生得的に人間に備わっている感性や悟性によって生み出される「アプリオリな総合判断」は、どんな人にも共通な「認識の際に働く原則」に基づくから、それが数学や自然科学の土台になっているとカントは論じるのである。そこには、数の概念や因果律が含まれる。このように、空間と時間という枠組みのなかで与えられる直観と概念が結びついた認識は、客観的な認識といえるわけだが、カントは、直観できる世界を離れ、どんどん暴走していく思考のエンジンとして「理性」の働きをとらえた。感性が空間・時間を伴う「直観」をもたらし、悟性が「判断」を作り出すのに対し、カントがいう理性は「推論」という働きを持っている。

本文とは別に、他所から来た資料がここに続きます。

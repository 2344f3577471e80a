//! Per-identity sliding-window admission control.
//!
//! Each identity owns the timestamps of its admitted requests that are still
//! inside the trailing window. A request is admitted when fewer than `limit`
//! such timestamps remain after pruning. The prune, count, and append steps
//! run under the map's per-key entry lock, so concurrent requests for one
//! identity can never exceed the limit.

use std::collections::VecDeque;
use std::sync::Arc;
use std::time::Duration;

use dashmap::mapref::entry::Entry;
use dashmap::DashMap;
use mailgen_telemetry::MetricsRecorder;
use tokio::task::JoinHandle;
use tokio_util::sync::CancellationToken;
use tracing::{debug, info};

use crate::clock::{Clock, SystemClock};

#[derive(Clone, Debug)]
pub struct AdmissionConfig {
    /// Requests admitted per window.
    pub limit: usize,
    pub window: Duration,
    /// Map size at which a new identity triggers an inline sweep.
    pub max_tracked_identities: usize,
}

impl Default for AdmissionConfig {
    fn default() -> Self {
        Self {
            limit: 10,
            window: Duration::from_millis(60_000),
            max_tracked_identities: 100_000,
        }
    }
}

#[derive(Clone, Copy, Debug, PartialEq, Eq)]
pub enum Admission {
    Admitted,
    /// `retry_after` is the time until the oldest admitted request leaves
    /// the window.
    Rejected { retry_after: Duration },
}

impl Admission {
    pub fn is_admitted(&self) -> bool {
        matches!(self, Admission::Admitted)
    }
}

pub struct AdmissionController {
    config: AdmissionConfig,
    windows: DashMap<String, VecDeque<i64>>,
    clock: Arc<dyn Clock>,
    metrics: Option<Arc<MetricsRecorder>>,
}

impl AdmissionController {
    pub fn new(config: AdmissionConfig) -> Self {
        Self::with_clock(config, Arc::new(SystemClock))
    }

    pub fn with_clock(config: AdmissionConfig, clock: Arc<dyn Clock>) -> Self {
        Self {
            config,
            windows: DashMap::new(),
            clock,
            metrics: None,
        }
    }

    pub fn with_metrics(mut self, metrics: Arc<MetricsRecorder>) -> Self {
        self.metrics = Some(metrics);
        self
    }

    pub fn config(&self) -> &AdmissionConfig {
        &self.config
    }

    /// Check-and-record with the configured limit and window.
    pub fn check(&self, identity: &str) -> Admission {
        self.check_with(identity, self.config.limit, self.config.window)
    }

    pub fn admit(&self, identity: &str) -> bool {
        self.check(identity).is_admitted()
    }

    pub fn admit_with(&self, identity: &str, limit: usize, window: Duration) -> bool {
        self.check_with(identity, limit, window).is_admitted()
    }

    pub fn check_with(&self, identity: &str, limit: usize, window: Duration) -> Admission {
        // Sweep before taking the entry guard; retain() locks every shard.
        if self.windows.len() >= self.config.max_tracked_identities
            && !self.windows.contains_key(identity)
        {
            let removed = self.sweep();
            debug!(removed, "inline admission sweep at capacity");
        }

        let now = self.clock.now_ms();
        let window_ms = window_millis(window);
        let cutoff = now - window_ms;

        let reject_after = |oldest: i64| Admission::Rejected {
            retry_after: Duration::from_millis((oldest + window_ms - now).max(0) as u64),
        };

        // A rejection only prunes expired stamps; it never records a
        // request or starts tracking a new identity.
        let decision = match self.windows.entry(identity.to_string()) {
            Entry::Occupied(mut entry) => {
                let stamps = entry.get_mut();
                stamps.retain(|&t| t > cutoff);
                if stamps.len() >= limit {
                    reject_after(stamps.iter().copied().min().unwrap_or(now))
                } else {
                    stamps.push_back(now);
                    Admission::Admitted
                }
            }
            Entry::Vacant(_) if limit == 0 => reject_after(now),
            Entry::Vacant(entry) => {
                entry.insert(VecDeque::from([now]));
                Admission::Admitted
            }
        };

        if let Some(metrics) = &self.metrics {
            let outcome = if decision.is_admitted() { "admitted" } else { "rejected" };
            metrics.counter_inc("admission.decisions", &[("outcome", outcome)], 1);
        }
        decision
    }

    /// Drop identities with no admitted requests left in the configured
    /// window. Returns how many were removed.
    pub fn sweep(&self) -> usize {
        let cutoff = self.clock.now_ms() - window_millis(self.config.window);
        let before = self.windows.len();
        self.windows.retain(|_, stamps| {
            stamps.retain(|&t| t > cutoff);
            !stamps.is_empty()
        });
        let after = self.windows.len();

        if let Some(metrics) = &self.metrics {
            metrics.gauge_set("admission.tracked_identities", &[], after as f64);
        }
        before.saturating_sub(after)
    }

    pub fn tracked_identities(&self) -> usize {
        self.windows.len()
    }
}

fn window_millis(window: Duration) -> i64 {
    i64::try_from(window.as_millis()).unwrap_or(i64::MAX / 2)
}

/// Periodically sweep idle identities until `cancel` fires.
pub fn start_sweep_task(
    controller: Arc<AdmissionController>,
    interval: Duration,
    cancel: CancellationToken,
) -> JoinHandle<()> {
    tokio::spawn(async move {
        let mut ticker = tokio::time::interval(interval);
        loop {
            tokio::select! {
                _ = cancel.cancelled() => break,
                _ = ticker.tick() => {
                    let removed = controller.sweep();
                    if removed > 0 {
                        info!(removed, remaining = controller.tracked_identities(), "admission sweep");
                    }
                }
            }
        }
    })
}
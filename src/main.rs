use std::path::PathBuf;
use std::sync::Arc;
use std::time::Duration;

use anyhow::Context;
use clap::{Args, Parser, Subcommand};
use mailgen_core::{ApiKey, CompletionProvider, Mailer};
use mailgen_engine::{AdmissionConfig, AdmissionController, GenerationConfig, GenerationOrchestrator, SendOrchestrator};
use mailgen_llm::{GroqProvider, ReliableProvider};
use mailgen_mail::ResendMailer;
use mailgen_server::handlers::HandlerState;
use mailgen_server::ServerConfig;
use mailgen_store::{Database, SessionRepo, UserRepo, DEFAULT_SESSION_TTL_DAYS};
use mailgen_telemetry::{init_telemetry, TelemetryConfig};

/// AI-assisted email drafting and delivery service.
#[derive(Parser, Debug)]
#[command(name = "mailgen", version)]
struct Cli {
    #[command(subcommand)]
    command: Option<Command>,

    /// SQLite database file. Defaults to ~/.mailgen/mailgen.db.
    #[arg(long = "database", env = "DATABASE_PATH", global = true)]
    database: Option<PathBuf>,

    /// Default log level; RUST_LOG takes precedence.
    #[arg(long, env = "LOG_LEVEL", default_value = "info", global = true)]
    log_level: tracing::Level,

    /// Emit JSON log lines.
    #[arg(long, env = "LOG_JSON", global = true)]
    log_json: bool,

    #[command(flatten)]
    serve: ServeArgs,
}

#[derive(Subcommand, Debug)]
enum Command {
    /// Run the HTTP server (default).
    Serve,
    /// Create a user if needed and print a bearer token for it.
    IssueSession {
        #[arg(long)]
        email: String,
        #[arg(long)]
        name: Option<String>,
    },
}

#[derive(Args, Debug)]
struct ServeArgs {
    #[arg(long, env = "HOST", default_value = "0.0.0.0", global = true)]
    host: String,

    #[arg(long, env = "PORT", default_value_t = 3000, global = true)]
    port: u16,

    /// Requests admitted per user per minute, shared by generate and send.
    #[arg(long, env = "RATE_LIMIT_REQUESTS_PER_MINUTE", default_value_t = 10, global = true)]
    rate_limit: usize,

    #[arg(long, env = "FROM_EMAIL", default_value = "noreply@localhost.com", global = true)]
    from_email: String,

    #[arg(long, env = "GROQ_API_KEY", hide_env_values = true, global = true)]
    groq_api_key: Option<String>,

    #[arg(long, env = "RESEND_API_KEY", hide_env_values = true, global = true)]
    resend_api_key: Option<String>,

    #[arg(long = "model", env = "GROQ_MODEL", default_value = mailgen_llm::groq::DEFAULT_MODEL, global = true)]
    model: String,
}

fn default_database_path() -> PathBuf {
    std::env::var("HOME")
        .map(PathBuf::from)
        .unwrap_or_else(|_| PathBuf::from("/tmp"))
        .join(".mailgen")
        .join("mailgen.db")
}

/// Blank values count as unset.
fn api_key(raw: Option<String>) -> Option<ApiKey> {
    raw.filter(|k| !k.trim().is_empty()).map(ApiKey::new)
}

#[tokio::main]
async fn main() -> anyhow::Result<()> {
    let _ = dotenvy::dotenv();
    let cli = Cli::parse();

    let telemetry = init_telemetry(TelemetryConfig {
        log_level: cli.log_level,
        json: cli.log_json,
        ..TelemetryConfig::default()
    });

    let db_path = cli.database.unwrap_or_else(default_database_path);
    let db = Database::open(&db_path)
        .with_context(|| format!("open database at {}", db_path.display()))?;

    match cli.command {
        Some(Command::IssueSession { email, name }) => issue_session(db, &email, name.as_deref()),
        Some(Command::Serve) | None => serve(db, cli.serve, telemetry.metrics()).await,
    }
}

fn issue_session(db: Database, email: &str, name: Option<&str>) -> anyhow::Result<()> {
    let user = UserRepo::new(db.clone())
        .get_or_create(email, name)
        .context("create user")?;
    let token = SessionRepo::new(db)
        .issue(&user.email, chrono::Duration::days(DEFAULT_SESSION_TTL_DAYS))
        .context("issue session")?;
    tracing::info!(user_id = %user.id, "session issued");
    println!("{token}");
    Ok(())
}

async fn serve(
    db: Database,
    args: ServeArgs,
    metrics: Arc<mailgen_telemetry::MetricsRecorder>,
) -> anyhow::Result<()> {
    let provider: Option<Arc<dyn CompletionProvider>> = match api_key(args.groq_api_key) {
        Some(key) => {
            let groq = GroqProvider::new(key).context("build Groq client")?;
            Some(Arc::new(ReliableProvider::with_defaults(groq)))
        }
        None => {
            tracing::warn!("GROQ_API_KEY not set; generation requests will fail");
            None
        }
    };

    let mailer: Option<Arc<dyn Mailer>> = match api_key(args.resend_api_key) {
        Some(key) => Some(Arc::new(ResendMailer::new(key).context("build Resend client")?)),
        None => {
            tracing::warn!("RESEND_API_KEY not set; send requests will fail");
            None
        }
    };

    let admission = Arc::new(
        AdmissionController::new(AdmissionConfig {
            limit: args.rate_limit,
            window: Duration::from_millis(60_000),
            ..AdmissionConfig::default()
        })
        .with_metrics(Arc::clone(&metrics)),
    );

    let state = HandlerState {
        db: db.clone(),
        admission,
        generation: GenerationOrchestrator::new(
            provider,
            db.clone(),
            GenerationConfig {
                model: args.model,
                ..GenerationConfig::default()
            },
            Arc::clone(&metrics),
        ),
        sending: SendOrchestrator::new(mailer, db, args.from_email, Arc::clone(&metrics)),
        metrics,
    };

    let config = ServerConfig {
        host: args.host,
        port: args.port,
        ..ServerConfig::default()
    };
    let handle = mailgen_server::start(config, state)
        .await
        .context("start server")?;

    tracing::info!(port = handle.port, limit = args.rate_limit, "mailgen ready");

    tokio::signal::ctrl_c()
        .await
        .context("listen for ctrl+c")?;

    tracing::info!("shutting down");
    handle.shutdown().await;
    Ok(())
}
use std::time::Duration;

/// How a caller should react to a [`GatewayError`].
#[derive(Clone, Copy, Debug, PartialEq, Eq)]
pub enum Disposition {
    /// Transient; the same request may succeed later.
    Retry,
    /// Configuration or request problem; repeating it cannot help.
    Fatal,
    /// The call ran out of time. Not retried because the outer request
    /// budget is already spent.
    Expired,
}

/// Failure of an external provider call (AI completion or email dispatch).
#[derive(Clone, Debug, thiserror::Error)]
pub enum GatewayError {
    #[error("{0} not configured")]
    NotConfigured(String),
    #[error("authentication failed: {0}")]
    AuthenticationFailed(String),
    #[error("invalid request: {0}")]
    InvalidRequest(String),
    #[error("malformed response: {0}")]
    MalformedResponse(String),
    #[error("rate limited")]
    RateLimited { retry_after: Option<Duration> },
    #[error("server error {status}: {body}")]
    ServerError { status: u16, body: String },
    #[error("provider overloaded")]
    ProviderOverloaded,
    #[error("network error: {0}")]
    NetworkError(String),
    #[error("timeout after {0:?}")]
    Timeout(Duration),
}

impl GatewayError {
    pub fn disposition(&self) -> Disposition {
        match self {
            Self::RateLimited { .. }
            | Self::ServerError { .. }
            | Self::ProviderOverloaded
            | Self::NetworkError(_) => Disposition::Retry,
            Self::Timeout(_) => Disposition::Expired,
            Self::NotConfigured(_)
            | Self::AuthenticationFailed(_)
            | Self::InvalidRequest(_)
            | Self::MalformedResponse(_) => Disposition::Fatal,
        }
    }

    pub fn is_retryable(&self) -> bool {
        self.disposition() == Disposition::Retry
    }

    pub fn is_fatal(&self) -> bool {
        self.disposition() == Disposition::Fatal
    }

    /// Provider-supplied wait before the next attempt, if any.
    pub fn suggested_delay(&self) -> Option<Duration> {
        match self {
            Self::RateLimited { retry_after } => *retry_after,
            _ => None,
        }
    }

    /// Stable label for logs and metrics.
    pub fn kind(&self) -> &'static str {
        match self {
            Self::NotConfigured(_) => "not_configured",
            Self::AuthenticationFailed(_) => "authentication_failed",
            Self::InvalidRequest(_) => "invalid_request",
            Self::MalformedResponse(_) => "malformed_response",
            Self::RateLimited { .. } => "rate_limited",
            Self::ServerError { .. } => "server_error",
            Self::ProviderOverloaded => "provider_overloaded",
            Self::NetworkError(_) => "network_error",
            Self::Timeout(_) => "timeout",
        }
    }

    /// Reads a Retry-After header value given in whole seconds. HTTP-date
    /// values are ignored.
    pub fn parse_retry_after(raw: &str) -> Option<Duration> {
        raw.trim().parse::<u64>().ok().map(Duration::from_secs)
    }

    /// Maps a non-2xx provider response. `retry_after` is only kept for 429.
    pub fn from_status(status: u16, body: String, retry_after: Option<Duration>) -> Self {
        match status {
            401 | 403 => Self::AuthenticationFailed(body),
            400 | 404 | 422 => Self::InvalidRequest(body),
            429 => Self::RateLimited { retry_after },
            503 | 529 => Self::ProviderOverloaded,
            500..=599 => Self::ServerError { status, body },
            _ => Self::InvalidRequest(format!("unexpected status {status}: {body}")),
        }
    }
}

#[cfg(test)]
mod tests {
    use super::*;

    #[test]
    fn transient_failures_are_retried() {
        for err in [
            GatewayError::RateLimited { retry_after: None },
            GatewayError::ServerError { status: 500, body: "err".into() },
            GatewayError::ProviderOverloaded,
            GatewayError::NetworkError("connection reset".into()),
        ] {
            assert_eq!(err.disposition(), Disposition::Retry, "{err}");
        }
    }

    #[test]
    fn missing_key_and_bad_requests_are_fatal() {
        assert!(GatewayError::NotConfigured("AI service".into()).is_fatal());
        assert!(GatewayError::AuthenticationFailed("bad key".into()).is_fatal());
        assert!(GatewayError::InvalidRequest("model not found".into()).is_fatal());
        assert!(GatewayError::MalformedResponse("no choices".into()).is_fatal());
    }

    #[test]
    fn timeout_expires_without_retry() {
        let err = GatewayError::Timeout(Duration::from_secs(30));
        assert_eq!(err.disposition(), Disposition::Expired);
        assert!(!err.is_retryable());
        assert!(!err.is_fatal());
    }

    #[test]
    fn retry_after_survives_only_on_429() {
        let hint = Some(Duration::from_secs(5));
        assert_eq!(
            GatewayError::from_status(429, String::new(), hint).suggested_delay(),
            hint
        );
        assert_eq!(
            GatewayError::from_status(503, String::new(), hint).suggested_delay(),
            None
        );
    }

    #[test]
    fn retry_after_seconds_only() {
        assert_eq!(GatewayError::parse_retry_after(" 7 "), Some(Duration::from_secs(7)));
        assert_eq!(GatewayError::parse_retry_after("Wed, 21 Oct 2026 07:28:00 GMT"), None);
    }

    #[test]
    fn status_mapping() {
        assert_eq!(GatewayError::from_status(401, "unauthorized".into(), None).kind(), "authentication_failed");
        assert_eq!(GatewayError::from_status(422, "validation_error".into(), None).kind(), "invalid_request");
        assert_eq!(GatewayError::from_status(529, String::new(), None).kind(), "provider_overloaded");
        assert!(matches!(
            GatewayError::from_status(502, "bad gateway".into(), None),
            GatewayError::ServerError { status: 502, .. }
        ));
        assert!(GatewayError::from_status(302, "redirect".into(), None).is_fatal());
    }
}
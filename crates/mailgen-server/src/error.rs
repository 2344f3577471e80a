use std::time::Duration;

use axum::http::{header, HeaderValue, StatusCode};
use axum::response::{IntoResponse, Response};
use axum::Json;
use mailgen_core::errors::GatewayError;
use mailgen_engine::EngineError;
use mailgen_store::StoreError;
use serde_json::json;
use tracing::{error, warn};

/// Error surfaced to HTTP callers. Detail goes to the log; the body only
/// carries a coarse message.
#[derive(Debug, thiserror::Error)]
pub enum ApiError {
    #[error("unauthorized")]
    Unauthorized,

    #[error("user not found")]
    UserNotFound,

    #[error("draft not found")]
    DraftNotFound,

    #[error("rate limited, retry after {retry_after:?}")]
    RateLimited { retry_after: Duration },

    #[error("invalid request: {0}")]
    Validation(String),

    #[error("{0} not configured")]
    NotConfigured(String),

    #[error("generation failed: {0}")]
    GenerationFailed(String),

    #[error("{failed} of {total} sends failed")]
    PartialSendFailure { failed: usize, total: usize },

    #[error("upstream unavailable: {0}")]
    Upstream(GatewayError),

    #[error("internal: {0}")]
    Internal(String),
}

impl ApiError {
    pub fn status(&self) -> StatusCode {
        match self {
            ApiError::Unauthorized => StatusCode::UNAUTHORIZED,
            ApiError::UserNotFound | ApiError::DraftNotFound => StatusCode::NOT_FOUND,
            ApiError::RateLimited { .. } => StatusCode::TOO_MANY_REQUESTS,
            ApiError::Validation(_) => StatusCode::BAD_REQUEST,
            ApiError::NotConfigured(_)
            | ApiError::GenerationFailed(_)
            | ApiError::PartialSendFailure { .. }
            | ApiError::Upstream(_)
            | ApiError::Internal(_) => StatusCode::INTERNAL_SERVER_ERROR,
        }
    }

    pub fn public_message(&self) -> String {
        match self {
            ApiError::Unauthorized => "Unauthorized".into(),
            ApiError::UserNotFound => "User not found".into(),
            ApiError::DraftNotFound => "Draft not found".into(),
            ApiError::RateLimited { .. } => "Rate limit exceeded. Please try again later.".into(),
            ApiError::Validation(_) => "Invalid request data".into(),
            ApiError::NotConfigured(service) => format!("{service} not configured"),
            ApiError::GenerationFailed(_) => "Failed to generate email".into(),
            ApiError::PartialSendFailure { .. } => "Some emails failed to send".into(),
            ApiError::Upstream(_) | ApiError::Internal(_) => "Internal server error".into(),
        }
    }
}

/// Whole seconds, rounded up, never zero.
fn retry_after_secs(d: Duration) -> u64 {
    let secs = d.as_secs() + u64::from(d.subsec_nanos() > 0);
    secs.max(1)
}

impl IntoResponse for ApiError {
    fn into_response(self) -> Response {
        let status = self.status();
        if let ApiError::Upstream(g) = &self {
            error!(error = %self, kind = g.kind(), "provider call failed");
        } else if status.is_server_error() {
            error!(error = %self, "request failed");
        } else {
            warn!(error = %self, status = status.as_u16(), "request rejected");
        }

        let mut response = (status, Json(json!({ "error": self.public_message() }))).into_response();
        if let ApiError::RateLimited { retry_after } = &self {
            if let Ok(value) = HeaderValue::from_str(&retry_after_secs(*retry_after).to_string()) {
                response.headers_mut().insert(header::RETRY_AFTER, value);
            }
        }
        response
    }
}

impl From<EngineError> for ApiError {
    fn from(e: EngineError) -> Self {
        match e {
            EngineError::UpstreamUnavailable(GatewayError::NotConfigured(service)) => {
                ApiError::NotConfigured(service)
            }
            EngineError::UpstreamUnavailable(g) => ApiError::Upstream(g),
            EngineError::GenerationFailed(detail) => ApiError::GenerationFailed(detail),
            EngineError::PartialSendFailure { failed, total } => {
                ApiError::PartialSendFailure { failed, total }
            }
            EngineError::DraftNotFound(_) => ApiError::DraftNotFound,
            EngineError::Store(s) => s.into(),
        }
    }
}

impl From<StoreError> for ApiError {
    fn from(e: StoreError) -> Self {
        ApiError::Internal(e.to_string())
    }
}
/// SQL DDL for the mailgen-store database.
/// WAL mode + foreign keys enabled at connection time.
pub const SCHEMA_VERSION: u32 = 1;

pub const CREATE_TABLES: &str = r#"
CREATE TABLE IF NOT EXISTS users (
    id TEXT PRIMARY KEY,
    email TEXT NOT NULL UNIQUE,
    name TEXT,
    created_at TEXT NOT NULL
);

CREATE TABLE IF NOT EXISTS auth_sessions (
    token_hash TEXT PRIMARY KEY,
    email TEXT NOT NULL,
    created_at TEXT NOT NULL,
    expires_at TEXT NOT NULL
);

CREATE TABLE IF NOT EXISTS email_drafts (
    id TEXT PRIMARY KEY,
    user_id TEXT NOT NULL REFERENCES users(id) ON DELETE CASCADE,
    prompt TEXT NOT NULL,
    subject TEXT NOT NULL,
    content TEXT NOT NULL,
    recipients TEXT NOT NULL,
    status TEXT NOT NULL DEFAULT 'draft',
    created_at TEXT NOT NULL,
    updated_at TEXT NOT NULL
);

CREATE TABLE IF NOT EXISTS sent_emails (
    id TEXT PRIMARY KEY,
    user_id TEXT NOT NULL REFERENCES users(id) ON DELETE CASCADE,
    subject TEXT NOT NULL,
    content TEXT NOT NULL,
    recipients TEXT NOT NULL,
    sent_at TEXT NOT NULL
);

CREATE INDEX IF NOT EXISTS idx_sessions_email ON auth_sessions(email);
CREATE INDEX IF NOT EXISTS idx_drafts_user ON email_drafts(user_id, created_at);
CREATE INDEX IF NOT EXISTS idx_sent_user ON sent_emails(user_id, sent_at);

CREATE TABLE IF NOT EXISTS schema_version (
    version INTEGER NOT NULL
);
"#;

pub const PRAGMAS: &str = r#"
PRAGMA journal_mode = WAL;
PRAGMA foreign_keys = ON;
PRAGMA busy_timeout = 5000;
PRAGMA synchronous = NORMAL;
"#;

理性による推論は直観に縛られないので、暴走して、答えの出ない「究極真理の探究」に向かってしまうとカントはいうのである。

 

カントによれば「宇宙は無限か、有限か」「魂は不死か」「神は存在するのか」といった問いは、人間が持つ共通規格によって認識できる現象界を超えてしまっているので、どんなに考えても答えが出ない。しかし理性は、推論に推論を重ねるあげく、現象界から逸脱してしまい、答えの出ないことを求めて暴走してしまうというのである。なぜか。それは、まず、理性が「完全性」を求めるからである。理性による推論は、世界全体を完結した完全なものとしてつかもうとする。世界全体がつかめると、そこに「自分」や「現在」を位置付けることができて安心できるからである。また、理性は、限りなく問い続けることで真理に近づこうとする探求心を有している。つまり、理性は「全体を知って安心したい」「もっともっと問い続けたい」という性質を持っており、「究極的な完全なもの」として「理念」を作ろうとするというのである。

 

西の解説によれば、カントは、理念は「探求の目標」として人間に課されたものだと述べ、究極の真理にたどり着くことは永遠にないけれど、人間はそこを目指して可能な限り探求しなくてはならないと説く。そして、その働きがもっとも有効なものとして発揮されるのが、実は認識や理論の領域ではなく、行為(道徳)の領域だとカントはいうのである。すなわち、「完全なもの=理念」を思い描く理性は、認識の面では実現しないが、人が実践(行為)するとき、理性は「完全な道徳的世界」という「実践的理念」にもとづいて、それをそのまま実現するよう「~すべし」と命令してくるのだという。カントは、道徳的に生きることを最高の生き方とするのみならず、道徳的に生きることに人間の自由があるといっていると西は解説する。その理由は、人間の欲望や感情といった傾向性に受動的な感性に対して、それを正しい行為かどうかを判断し、コントロールしようとするのが(実践)理性だからである。